What is expected
How many lines in the entries below contain the word "String"? Answer with the number and nothing else.

[Stored data]
———
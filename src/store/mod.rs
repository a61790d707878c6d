//! Store Module
//!
//! In-memory key-value map populated by log replay and by request handlers.
//!
//! ## Responsibilities
//! - Insert-or-overwrite puts, deletes that fail on absent keys
//! - Concurrent readers, exclusive writers
//! - Never built from the log directly: it only ever receives applied events
//!
//! ## Data Structure Choice
//! `HashMap` wrapped in a parking_lot `RwLock`:
//! - No key ordering is promised, so no need for a BTreeMap
//! - Readers run concurrently with each other, never with a writer

mod table;

pub use table::KvStore;
//! Event definitions
//!
//! A single logged mutation of the key-value store.

use std::fmt;

use crate::error::{LedgerError, Result};

/// Kind of mutation recorded by an event
#[derive(Debug, Clone, Copy, PartialEq, Eq, Hash)]
pub enum EventKind {
    Put,
    Delete,
}

impl EventKind {
    /// Integer code used by every on-disk format (0 = Put, 1 = Delete)
    pub fn code(self) -> u32 {
        match self {
            EventKind::Put => 0,
            EventKind::Delete => 1,
        }
    }

    /// Parse an on-disk integer code
    pub fn from_code(code: u32) -> Result<Self> {
        match code {
            0 => Ok(EventKind::Put),
            1 => Ok(EventKind::Delete),
            other => Err(LedgerError::Corruption(format!(
                "unknown event type: {}",
                other
            ))),
        }
    }
}

impl fmt::Display for EventKind {
    fn fmt(&self, f: &mut fmt::Formatter<'_>) -> fmt::Result {
        match self {
            EventKind::Put => f.write_str("PUT"),
            EventKind::Delete => f.write_str("DELETE"),
        }
    }
}

/// A single entry in the transaction log
#[derive(Debug, Clone, PartialEq, Eq)]
pub struct Event {
    /// Sequence number. Strictly increasing within one log, starting at 1.
    /// Zero until the append worker assigns it.
    pub id: u64,

    pub kind: EventKind,

    pub key: String,

    /// Empty for deletes
    pub value: String,
}

impl Event {
    /// A put event with no id assigned yet
    pub fn put(key: impl Into<String>, value: impl Into<String>) -> Self {
        Self {
            id: 0,
            kind: EventKind::Put,
            key: key.into(),
            value: value.into(),
        }
    }

    /// A delete event with no id assigned yet
    pub fn delete(key: impl Into<String>) -> Self {
        Self {
            id: 0,
            kind: EventKind::Delete,
            key: key.into(),
            value: String::new(),
        }
    }

    /// Same event carrying the given id
    pub fn with_id(mut self, id: u64) -> Self {
        self.id = id;
        self
    }
}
———
Finished exercise
5